Neuroimmunology Unit, Montreal Neurological Institute, McGill University, Montreal, Quebec, Canada H3A 2B4.
OBJECTIVE: To review the direct and indirect effects on the central nervous system (CNS) of systemically administered immuno-modulatory therapies in use or under evaluation for the relapsing forms of multiple sclerosis (MS).
METHODS: We summarize data published by our own lab and by others that delineate the effects of such therapies on in vitro neural cell cultures and in animal model-based systems.
RESULTS: The long-approved therapies, interferon beta (IFNbeta) and glatiramer acetate (GA), do not readily access the CNS. These agents can still indirectly have an effect on disease-related immune regulatory and effector functions within the CNS by modulating the properties of systemic immune cells that migrate to this compartment.
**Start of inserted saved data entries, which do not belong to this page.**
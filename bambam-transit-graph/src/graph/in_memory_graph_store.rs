use super::{
    fieldname, EdgeId, EdgeKind, EdgeRecord, GraphError, GraphStore, NodeId, NodeLabel,
    NodeRecord, Properties,
};
use std::collections::HashMap;

/// a [`GraphStore`] held in memory, with lookup indices on natural keys,
/// numeric ids and node pairs.
#[derive(Default, Debug, Clone)]
pub struct InMemoryGraphStore {
    nodes: Vec<NodeRecord>,
    edges: Vec<EdgeRecord>,
    keys: HashMap<(NodeLabel, String), NodeId>,
    ids: HashMap<(NodeLabel, i64), Vec<NodeId>>,
    adjacency: HashMap<(EdgeKind, NodeId, NodeId), EdgeId>,
}

impl InMemoryGraphStore {
    pub fn new() -> InMemoryGraphStore {
        InMemoryGraphStore::default()
    }

    pub fn n_nodes(&self) -> usize {
        self.nodes.len()
    }

    pub fn n_edges(&self) -> usize {
        self.edges.len()
    }

    /// nodes of a label in creation order.
    pub fn nodes_with_label(&self, label: NodeLabel) -> impl Iterator<Item = &NodeRecord> {
        self.nodes.iter().filter(move |n| n.label == label)
    }

    /// edges of a kind in creation order.
    pub fn edges_of_kind(&self, kind: EdgeKind) -> impl Iterator<Item = &EdgeRecord> {
        self.edges.iter().filter(move |e| e.kind == kind)
    }
}

impl GraphStore for InMemoryGraphStore {
    fn find_node(&self, label: NodeLabel, key: &str) -> Option<NodeId> {
        self.keys.get(&(label, key.to_string())).copied()
    }

    fn find_nodes_by_id(&self, label: NodeLabel, id: i64) -> Vec<NodeId> {
        self.ids.get(&(label, id)).cloned().unwrap_or_default()
    }

    fn create_node(
        &mut self,
        label: NodeLabel,
        key: &str,
        properties: Properties,
    ) -> Result<NodeId, GraphError> {
        let index_key = (label, key.to_string());
        if self.keys.contains_key(&index_key) {
            return Err(GraphError::DuplicateNodeKey(label, key.to_string()));
        }
        let node_id = NodeId(self.nodes.len());
        if let Some(id) = properties.get(fieldname::ID).and_then(|v| v.as_i64()) {
            self.ids.entry((label, id)).or_default().push(node_id);
        }
        self.keys.insert(index_key, node_id);
        self.nodes.push(NodeRecord {
            node_id,
            label,
            key: key.to_string(),
            properties,
        });
        Ok(node_id)
    }

    fn find_edge(&self, kind: EdgeKind, src: NodeId, dst: NodeId) -> Option<EdgeId> {
        self.adjacency.get(&(kind, src, dst)).copied()
    }

    fn create_edge(
        &mut self,
        kind: EdgeKind,
        src: NodeId,
        dst: NodeId,
        properties: Properties,
    ) -> Result<EdgeId, GraphError> {
        for node_id in [src, dst] {
            if self.node(node_id).is_none() {
                return Err(GraphError::GraphMissingNodeId(node_id));
            }
        }
        if self.adjacency.contains_key(&(kind, src, dst)) {
            return Err(GraphError::DuplicateEdge(kind, src, dst));
        }
        let edge_id = EdgeId(self.edges.len());
        self.adjacency.insert((kind, src, dst), edge_id);
        self.edges.push(EdgeRecord {
            edge_id,
            kind,
            src,
            dst,
            properties,
        });
        Ok(edge_id)
    }

    fn node(&self, node_id: NodeId) -> Option<&NodeRecord> {
        self.nodes.get(node_id.0)
    }

    fn edge(&self, edge_id: EdgeId) -> Option<&EdgeRecord> {
        self.edges.get(edge_id.0)
    }
}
Such immune cells could interact with perivascular and innate immune cells that are involved in immune regulation and with cells that are either targets of the disease process (oligodendrocytes, neurons) and/or are involved with repair (progenitor cells). Newer agents reported to favorably impact on relapse frequency in MS include the sphingosine-1-phosphate agonist, fingolimod, and the lipophilic statin, simvastatin. Both agents access the CNS and thus represent examples of agents that could directly impact on disease-relevant injury and repair process within the CNS.
CONCLUSIONS: The observations reviewed in this report regarding indirect and direct effects of immuno-modulatory agents on the CNS indicate the need to understand and monitor the neurobiologic effects of such therapies.